Total | Male | Female | |
---|---|---|---|
Number | 646 | 319 | 327 |
Age | 50.22±6.73 | 50.16±6.83 | 50.29±6.65 |
EDU (high school or above, %) | 375 (58.0%) | 177 (55.5%) | 198 (60.6%) |
Smoking (N, %)* | 265 (41.0%) | 250 (78.4%) | 15 (4.6%) |
Drinking (N, %)* | 284 (44.0%) | 240 (75.2%) | 44 (13.5%) |
Regular diet (N, %)* | 595 (92.1%) | 282 (88.4%) | 313 (95.7%) |
Regular tea consumption (N, %)* | 180 (27.9%) | 130 (40.8%) | 50 (15.3%) |
Height (cm)* | 164.49±8.17 | 170.19±5.85 | 158.90±5.96 |
Weight (kg)* | 67.98±11.67 | 74.15±10.49 | 61.95±9.39 |
HTN (N, %)* | 183 (28.3%) | 114 (35.7%) | 69 (21.1%) |
Diabetes (N, %) | 134 (20.7%) | 75 (23.5%) | 59 (18.0%) |
Dyslipidemia (N, %)* | 354 (54.8%) | 204 (63.9%) | 150 (45.9%) |
Family history of hypertension (N, %) | 301 (46.6%) | 153 (48.0%) | 148 (45.3%) |
Family history of diabetes (N, %) | 126 (19.5%) | 67 (21.0%) | 59 (18.0%) |
Family history of dyslipidemia (N, %) | 61 (9.4%) | 30 (9.4%) | 31 (9.5%) |
SFA (cm2)* | 164.88±65.10 | 139.87±54.57 | 189.27±65.35 |
VFA (cm2)* | 82.51±41.60 | 98.16±45.18 | 67.24±30.97 |
BMI (kg/m2)* | 25.05±3.35 | 25.58±3.25 | 24.52±3.37 |
WHR* | 0.90±0.06 | 0.92±0.05 | 0.88±0.06 |
SCr (mg/dL)* | 63.85±13.84 | 73.19±11.09 | 54.74±9.51 |
eGFR (mL/min per 1.73m2)* | 139.60±49.74 | 113.26±21.17 | 165.30±55.82 |
Notes: Binary variables are expressed in numbers and percentages, and continuous variables are expressed in means and standard deviations.

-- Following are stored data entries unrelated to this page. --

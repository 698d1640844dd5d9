//! Reads the Salesforce credential headers off an HTTP request.

use axum::http::HeaderMap;

use sfgate_salesforce::credentials::{
    LOGIN_URL_HEADER, PASSWORD_HEADER, SECURITY_TOKEN_HEADER, USERNAME_HEADER,
};
use sfgate_salesforce::CredentialHeaders;

/// Collects the raw `x-sf-*` header values. Validation happens later, in
/// [`CredentialHeaders::parse`].
pub(crate) fn credential_headers(headers: &HeaderMap) -> CredentialHeaders {
    let read = |name: &str| {
        headers
            .get(name)
            .and_then(|v| v.to_str().ok())
            .map(str::to_string)
    };
    CredentialHeaders {
        username: read(USERNAME_HEADER),
        password: read(PASSWORD_HEADER),
        security_token: read(SECURITY_TOKEN_HEADER),
        login_url: read(LOGIN_URL_HEADER),
    }
}

#[cfg(test)]
mod tests {
    use super::*;
    use axum::http::HeaderValue;

    #[test]
    fn reads_present_headers() {
        let mut headers = HeaderMap::new();
        headers.insert(USERNAME_HEADER, HeaderValue::from_static("user@example.com"));
        headers.insert(LOGIN_URL_HEADER, HeaderValue::from_static("https://test.salesforce.com"));

        let raw = credential_headers(&headers);
        assert_eq!(raw.username.as_deref(), Some("user@example.com"));
        assert_eq!(raw.login_url.as_deref(), Some("https://test.salesforce.com"));
        assert!(raw.password.is_none());
        assert!(raw.security_token.is_none());
    }
}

Regular tea consumption is defined as drinking tea every day. Regular diet is defined as having at least two meals per day and having a fixed mealtime. HTN is defined according to the current blood pressure measurement or current administration of antihypertensive medications. Dyslipidemia is defined according to the current lipid levels or current administration of lipid lowering medications. Diabetes is defined as the sum-up of self-reported diabetes and newly-diagnosed diabetes. *Indicates that the corresponding value in males are significantly different from females (p value <0.05).
Abbreviations: VFA, visceral fat area; SFA, subcutaneous fat area; BMI, body mass index; WHR, waist-hip ratio; SCr, serum creatinine; eGFR, estimated glomerular filtration rate; EDU, educational level; HTN, hypertension.

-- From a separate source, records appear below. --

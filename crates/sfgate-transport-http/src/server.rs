//! HTTP server that binds an axum Router to a TCP socket.

use std::net::SocketAddr;
use std::sync::Arc;

use tokio::net::TcpListener;

use sfgate_mcp::McpHandler;

use crate::auth::SecretPolicy;
use crate::error::HttpTransportError;
use crate::router::{build_router, AppState};

/// Axum-based HTTP server for the gateway.
pub struct HttpServer {
    pub(crate) addr: SocketAddr,
    pub(crate) state: AppState,
}

impl HttpServer {
    /// Creates a new HTTP server.
    ///
    /// # Arguments
    ///
    /// * `handler` - shared MCP dispatcher
    /// * `addr` - address to listen on
    /// * `policy` - shared-secret policy for `tools/call`
    pub fn new(handler: Arc<McpHandler>, addr: SocketAddr, policy: SecretPolicy) -> Self {
        Self {
            addr,
            state: AppState { handler, policy },
        }
    }

    /// Starts the server and blocks until it exits.
    ///
    /// # Errors
    ///
    /// Returns an error if the TCP bind fails or the server crashes.
    pub async fn run(self) -> Result<(), HttpTransportError> {
        let listener =
            TcpListener::bind(self.addr)
                .await
                .map_err(|e| HttpTransportError::Bind {
                    addr: self.addr.to_string(),
                    source: e,
                })?;

        if self.state.policy == SecretPolicy::Permissive {
            tracing::warn!(
                "REQUIRE_AUTH is enabled but no secret key is configured; \
                 tools/call requests will not be authenticated"
            );
        }
        tracing::info!(addr = %self.addr, policy = ?self.state.policy, "Salesforce MCP gateway ready");

        let router = build_router(self.state);
        axum::serve(listener, router)
            .await
            .map_err(|e| HttpTransportError::Serve(e.to_string()))?;

        Ok(())
    }
}
//! Error types for the HTTP listener.

use thiserror::Error;

/// Errors that stop the HTTP server.
#[derive(Debug, Error)]
pub enum HttpTransportError {
    /// Failed to bind to the TCP address.
    #[error("failed to bind on {addr}: {source}")]
    Bind {
        /// The address string.
        addr: String,
        /// The underlying I/O error.
        #[source]
        source: std::io::Error,
    },
    /// The HTTP server encountered an I/O error while serving.
    #[error("server error: {0}")]
    Serve(String),
}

Correlation Between the eGFR Levels and Variables
The correlation between the eGFR levels and various anthropometric and biochemical parameters according to sex is shown in Table 2. Except for dietary habits, educational level and diabetes, all the correlations were statistically significant at p=0.001 or lower, regardless of sex. In each group with a single sex, some of the variables were also significantly correlated with eGFR. Age and diabetes were both negatively correlated with eGFR in men; and age, BMI, and VFA were all significantly negatively correlated with eGFR in women.
Table 2.
Total | Male | Female | ||||
---|---|---|---|---|---|---|
r | p-value | r | p-value | r | p-value | |
Age | −0.161 | <0.001 | −0.221 | <0.001 | −0.213 | <0.001 |
Smoking | −0.393 | <0.001 | 0.002 | 0.976 | −0.002 | 0.969 |
Drinking | −0.325 | <0.001 | 0.059 | 0.296 | −0.024 | 0.660 |
Regular diet | 0.055 | 0.165 | −0.054 | 0.338 | −0.007 | 0.902 |
Tea consumption | −0.182 | <0.001 | −0.025 | 0.659 | −0.061 | 0.275 |
EDU | −0.017 | 0.671 | 0.020 | 0.716 | −0.064 | 0.246 |
BMI | −0.172 | <0.001 | −0.098 | 0.082 | −0.122 | 0.028 |
WHR | −0.220 | <0.001 | −0.001 | 0.991 | −0.106 | 0.055 |
VFA | −0.277 | <0.001 | −0.104 | 0.064 | −0.138 | 0.012 |
SFA | 0.143 | <0.001 | −0.062 | 0.271 | −0.079 | 0.153 |
HTN | −0.129 | 0.001 | −0.045 | 0.426 | −0.066 | 0.232 |
Dyslipidemia | −0.147 | <0.001 | −0.069 | 0.218 | −0.067 | 0.226 |
Diabetes | −0.012 | 0.753 | −0.151 | 0.007 | −0.027 | 0.627 |
Abbreviations: EDU, educational level; VFA, visceral fat area; SFA, subcutaneous fat area; BMI, body mass index; WHR, waist-hip ratio; eGFR, estimated glomerular filtration rate; HTN, hypertension.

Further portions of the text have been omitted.